По окончании семи лет (досрочное освобождение за хорошее поведение) к тебе присылают съемочные группы, чтобы сделать ретроспективу художественных работ заключенных и рассказать о них самих. Правда, полотна других женщин не слишком хороши, они все слабые и грубые и в большинстве своем без оттенков цвета. (Ты никого из них не можешь научить делать переход от одного цвета к другому или накладывать мазки другого цвета, а одна картина представляет собой просто черный холст с надписью, сделанной белыми буквами: «У меня уже есть одна дырка в жопе, зачем мне две?») Но на самом деле это и не важно — картины покупают торговцы, коллекционеры и знаменитости по всему миру: их написали преступницы, и поэтому люди хотят их видеть. Оказывается, картины, написанные агрессивными женщинами, пользуются большим спросом, причем чем более жестоки женщины, тем лучше. (Нам всем нужны герои. Даже придуманные.)
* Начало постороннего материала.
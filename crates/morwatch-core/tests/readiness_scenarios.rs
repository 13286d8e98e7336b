//! End-to-end readiness scenarios: raw payloads through the normalizer
//! into the evaluator.

use serde_json::json;

use morwatch_core::{
    compute_readiness, normalize_balance, normalize_bids, normalize_health, normalize_models,
    normalize_providers, ReadinessInput, ReadinessLabel, Settings,
};

#[test]
fn fully_provisioned_operator_is_ready() {
    let settings = Settings {
        wallet_address: Some("0xAA".to_owned()),
        min_mor_balance: 1.0,
        ..Settings::default()
    };

    let health = normalize_health(Some(&json!({ "status": "ok" }))).expect("decodes");
    let balance = normalize_balance(Some(&json!({ "MOR": "5000000000000000000" })));
    let providers = normalize_providers(Some(&json!([
        { "Id": "p-1", "Address": "0xaa" }
    ])));
    let models = normalize_models(Some(&json!([
        { "id": "m-1", "providerId": "p-1" }
    ])));
    let bids = normalize_bids(Some(&json!([
        { "id": "b-1", "providerId": "p-1" }
    ])));

    let details = compute_readiness(
        &ReadinessInput {
            health: Some(&health),
            balance: Some(&balance),
            providers: &providers,
            models: &models,
            bids: &bids,
            primary_provider_id: None,
        },
        &settings,
    );

    assert_eq!(details.score, 100);
    assert_eq!(details.label, ReadinessLabel::Ready);
    assert!(details.reasons.is_empty());
}

#[test]
fn cold_start_fails_every_check_in_fixed_order() {
    let settings = Settings::default();

    let details = compute_readiness(&ReadinessInput::default(), &settings);

    assert_eq!(details.score, 0);
    assert_eq!(details.label, ReadinessLabel::NotReady);
    assert_eq!(
        details.reasons,
        vec![
            "Router offline or unhealthy",
            "Low MOR balance",
            "No registered models",
            "No active bids",
        ]
    );
}

#[test]
fn partial_state_lands_in_the_degraded_band() {
    let settings = Settings::default();

    let health = normalize_health(Some(&json!({ "uptime": 900 }))).expect("decodes");
    let balance = normalize_balance(Some(&json!({ "MOR": "3000000000000000000" })));

    let details = compute_readiness(
        &ReadinessInput {
            health: Some(&health),
            balance: Some(&balance),
            ..ReadinessInput::default()
        },
        &settings,
    );

    assert_eq!(details.score, 50);
    assert_eq!(details.label, ReadinessLabel::Degraded);
    assert_eq!(
        details.reasons,
        vec!["No registered models", "No active bids"]
    );
}

#[test]
fn wallet_matching_scopes_model_checks_to_the_operator() {
    let settings = Settings {
        wallet_address: Some("0xBB".to_owned()),
        ..Settings::default()
    };

    let health = normalize_health(Some(&json!({ "status": "UP" }))).expect("decodes");
    let balance = normalize_balance(Some(&json!({ "mor": 7.5 })));
    // Wallet matches the second provider case-insensitively.
    let providers = normalize_providers(Some(&json!([
        { "Id": "p-1", "Address": "0xaa" },
        { "Id": "p-2", "Address": "0xbb" }
    ])));
    // Only a foreign model: the check must fail for p-2.
    let models = normalize_models(Some(&json!([
        { "id": "m-1", "providerId": "p-1" }
    ])));
    let bids = normalize_bids(Some(&json!([{ "id": "b-1" }])));

    let details = compute_readiness(
        &ReadinessInput {
            health: Some(&health),
            balance: Some(&balance),
            providers: &providers,
            models: &models,
            bids: &bids,
            primary_provider_id: None,
        },
        &settings,
    );

    assert_eq!(details.score, 75);
    assert_eq!(details.reasons, vec!["No registered models"]);
}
Ты выходишь из тюрьмы и отправляешься в Вашингтон работать по программе художественной реабилитации. Каждый вечер в течение месяца ты ужинаешь стейками и красным вином, потому что можешь себе это позволить. Ты не выходишь замуж, ты никогда больше не хочешь подписывать документы, обязывающие тебя к чему-либо. Вместо этого ты создаешь крепкую общину реабилитированных женщин и заканчиваешь серию собственных работ, которые удивляют и вдохновляют тебя саму.
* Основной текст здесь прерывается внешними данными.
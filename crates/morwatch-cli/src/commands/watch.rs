use std::sync::Arc;
use std::time::Duration;

use serde_json::json;
use time::format_description::well_known::Rfc3339;

use morwatch_core::{poller, ApiClient, HealthSnapshot, Settings};

use crate::cli::WatchArgs;
use crate::error::CliError;
use crate::output::{format_number, CommandOutput};

/// Drive the history poller, printing one line per snapshot until the
/// tick budget runs out or the user interrupts.
pub async fn run(
    args: &WatchArgs,
    client: Arc<ApiClient>,
    settings: &Settings,
) -> Result<CommandOutput, CliError> {
    let interval = Duration::from_millis(args.interval_ms.unwrap_or(settings.poll_interval_ms));
    tracing::debug!(interval_ms = interval.as_millis() as u64, "watch started");
    let handle = poller::spawn(client, interval);

    let mut printed = 0usize;
    loop {
        let snapshots = handle.snapshots();
        for snapshot in snapshots.iter().skip(printed) {
            println!("{}", render_line(snapshot));
        }
        printed = snapshots.len();

        if args.ticks.is_some_and(|limit| printed >= limit) {
            break;
        }

        tokio::select! {
            _ = tokio::signal::ctrl_c() => break,
            _ = tokio::time::sleep(Duration::from_millis(250)) => {}
        }
    }

    handle.cancel();
    let snapshots = handle.snapshots();
    handle.join().await;

    let text = format!("collected {} snapshots", snapshots.len());
    Ok(CommandOutput::new(json!(snapshots), text))
}

fn render_line(snapshot: &HealthSnapshot) -> String {
    let ts = snapshot
        .ts
        .format(&Rfc3339)
        .unwrap_or_else(|_| snapshot.ts.unix_timestamp().to_string());

    if let Some(error) = &snapshot.error {
        return format!("{ts}  error: {error}");
    }

    let status = snapshot
        .health
        .as_ref()
        .and_then(|h| h.status.as_deref())
        .unwrap_or("unknown");
    let mor = snapshot
        .balance
        .as_ref()
        .and_then(|b| b.mor.as_ref())
        .map(|t| t.balance);
    let providers = snapshot.providers.as_ref().map_or(0, Vec::len);

    format!(
        "{ts}  {status}  MOR={}  providers={providers}",
        format_number(mor, 2)
    )
}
Ты умираешь от удара в возрасте девяноста трех лет. Твои похороны показывают по Си-эн-эн. В этой передаче твои подруги рассказывают о тебе и читают отрывки из твоего дневника (который потом будет продан на Интернет-аукционе «И-бэй» за двести тысяч долларов). Похоже, всем интересно понять, что творится в голове плохой женщины. Женщины, у которой не было ни мужа, ни детей, ни карьеры, которая взяла пистолет и застрелила насильника. Женщины, которая прошла путь от мокрой панельной мойки для машин до картин, висящих в галереях, похожей на редкую статую из плоти, кости и крови.
193
Продолжение главы 119
Ты убегаешь. Ты не знаешь, сколько времени ты бежишь и далеко ли тебе удалось убежать, но к тому моменту, когда до тебя доходит, что можно замедлить бег, твое сердце трещит, как пулемет, а дыхание до того короткое, что его почти нет. Ты далеко. Когда ты останавливаешься, на тебя волной обрушивается боль: в коленях и ногах, груди и горле — все саднит, и тебе холодно. Ты словно теряешь сознание. В городском автобусе, в который ты садишься, тепло и светло.
Дома ты занята. Нет времени на панику или даже тревогу, слишком много нужно сделать. Ты бросаешь свою одежду в чемодан, одалживаешь со счета своего отца две тысячи долларов и едешь строго на запад. Куда угодно, только подальше отсюда. Утром ты проверяешь, нет ли в газетах или по телевидению сообщений о случившемся, но в новостях об этом не упоминают. В газетах тоже ничего. Как будто ничего и не было.
И все равно тебе страшно. Куда отправиться, чтобы тебя не нашли? В Нью-Йорк. Туда, куда уезжают преступники, чтобы затеряться. Ты прыгаешь в автобус и через три дня приезжаешь туда, помятая, потная и мерзкая. Ты идешь по Одиннадцатой авеню, когда кто-то хватает тебя сзади и затаскивает в подъезд старого многоквартирного дома. Они забирают все, что у тебя есть. Чеки, кошелек, деньги, чемодан, туфли. Все.